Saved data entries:
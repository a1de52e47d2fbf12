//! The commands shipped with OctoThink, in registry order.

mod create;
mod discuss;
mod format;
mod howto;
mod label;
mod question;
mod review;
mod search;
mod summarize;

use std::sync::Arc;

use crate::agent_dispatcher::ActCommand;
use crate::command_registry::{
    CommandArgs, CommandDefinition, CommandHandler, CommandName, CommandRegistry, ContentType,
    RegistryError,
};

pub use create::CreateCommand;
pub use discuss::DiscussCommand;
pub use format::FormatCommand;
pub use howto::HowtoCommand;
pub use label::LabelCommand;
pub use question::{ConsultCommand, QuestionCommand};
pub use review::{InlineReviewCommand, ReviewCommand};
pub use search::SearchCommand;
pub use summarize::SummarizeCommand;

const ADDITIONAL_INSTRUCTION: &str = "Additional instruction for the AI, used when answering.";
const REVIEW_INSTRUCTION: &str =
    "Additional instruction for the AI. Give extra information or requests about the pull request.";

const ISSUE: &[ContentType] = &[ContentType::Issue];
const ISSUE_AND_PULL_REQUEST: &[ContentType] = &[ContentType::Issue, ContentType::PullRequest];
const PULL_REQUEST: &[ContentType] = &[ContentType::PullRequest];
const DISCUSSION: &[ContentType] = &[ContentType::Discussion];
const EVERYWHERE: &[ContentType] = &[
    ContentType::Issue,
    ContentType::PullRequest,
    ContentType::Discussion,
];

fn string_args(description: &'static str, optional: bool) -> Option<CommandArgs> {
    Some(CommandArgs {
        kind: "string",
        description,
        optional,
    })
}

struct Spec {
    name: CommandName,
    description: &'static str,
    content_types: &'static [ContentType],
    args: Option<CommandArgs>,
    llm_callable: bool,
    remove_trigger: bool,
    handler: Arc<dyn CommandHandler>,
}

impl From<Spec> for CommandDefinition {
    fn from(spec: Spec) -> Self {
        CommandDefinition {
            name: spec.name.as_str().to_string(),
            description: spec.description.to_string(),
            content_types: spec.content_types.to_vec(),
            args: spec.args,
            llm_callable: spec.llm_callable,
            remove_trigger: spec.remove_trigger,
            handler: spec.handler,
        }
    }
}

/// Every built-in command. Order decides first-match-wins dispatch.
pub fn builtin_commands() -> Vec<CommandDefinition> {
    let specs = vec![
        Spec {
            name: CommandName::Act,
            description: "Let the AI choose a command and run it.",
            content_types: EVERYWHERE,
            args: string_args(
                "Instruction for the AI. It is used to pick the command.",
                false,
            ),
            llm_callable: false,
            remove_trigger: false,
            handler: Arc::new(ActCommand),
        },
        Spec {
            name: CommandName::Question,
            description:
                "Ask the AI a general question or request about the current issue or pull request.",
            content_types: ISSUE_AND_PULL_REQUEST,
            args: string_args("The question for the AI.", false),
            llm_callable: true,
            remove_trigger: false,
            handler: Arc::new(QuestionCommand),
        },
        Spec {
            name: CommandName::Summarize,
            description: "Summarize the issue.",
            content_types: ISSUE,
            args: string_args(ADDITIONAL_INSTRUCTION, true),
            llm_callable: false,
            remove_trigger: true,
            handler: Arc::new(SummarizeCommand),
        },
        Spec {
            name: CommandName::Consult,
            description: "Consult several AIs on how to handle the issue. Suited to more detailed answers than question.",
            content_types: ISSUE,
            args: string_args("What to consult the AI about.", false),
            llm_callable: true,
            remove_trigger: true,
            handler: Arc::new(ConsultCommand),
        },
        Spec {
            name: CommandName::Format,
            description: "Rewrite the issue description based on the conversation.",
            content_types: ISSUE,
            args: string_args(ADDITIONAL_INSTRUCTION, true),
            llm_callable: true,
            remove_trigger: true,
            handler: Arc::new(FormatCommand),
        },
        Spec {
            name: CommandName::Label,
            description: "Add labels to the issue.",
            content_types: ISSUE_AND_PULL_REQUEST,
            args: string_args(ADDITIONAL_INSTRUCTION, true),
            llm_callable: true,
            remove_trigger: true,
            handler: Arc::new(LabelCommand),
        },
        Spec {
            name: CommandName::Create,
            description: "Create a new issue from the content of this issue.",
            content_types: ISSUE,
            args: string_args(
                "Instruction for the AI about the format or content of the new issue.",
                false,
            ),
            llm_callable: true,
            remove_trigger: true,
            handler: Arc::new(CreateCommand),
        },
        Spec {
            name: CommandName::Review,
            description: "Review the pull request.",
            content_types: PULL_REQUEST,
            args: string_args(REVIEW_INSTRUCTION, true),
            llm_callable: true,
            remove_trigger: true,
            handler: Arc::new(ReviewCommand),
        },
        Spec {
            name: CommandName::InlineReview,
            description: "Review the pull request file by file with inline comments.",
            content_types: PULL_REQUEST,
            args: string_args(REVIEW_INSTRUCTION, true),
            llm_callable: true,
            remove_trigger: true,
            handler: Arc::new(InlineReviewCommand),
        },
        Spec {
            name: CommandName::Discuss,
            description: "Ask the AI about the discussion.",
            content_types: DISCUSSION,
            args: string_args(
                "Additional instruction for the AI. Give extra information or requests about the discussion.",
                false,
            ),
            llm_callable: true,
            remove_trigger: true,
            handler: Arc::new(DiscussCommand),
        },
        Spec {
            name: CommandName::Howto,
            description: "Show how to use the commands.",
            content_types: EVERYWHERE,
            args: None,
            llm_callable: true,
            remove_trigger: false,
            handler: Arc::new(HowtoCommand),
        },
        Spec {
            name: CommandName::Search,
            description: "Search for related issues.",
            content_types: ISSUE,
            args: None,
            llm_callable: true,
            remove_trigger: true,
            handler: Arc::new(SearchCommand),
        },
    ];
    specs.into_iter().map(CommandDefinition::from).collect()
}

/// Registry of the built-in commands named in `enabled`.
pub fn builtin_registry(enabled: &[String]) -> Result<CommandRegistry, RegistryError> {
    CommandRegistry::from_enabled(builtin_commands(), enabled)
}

▶ _YOUR TASK_: Search the entries above for the word "QuestionCommand" and count the lines that hold it. Reply with only that number.

▶ _RESPONSE TO THE EXERCISE_: 2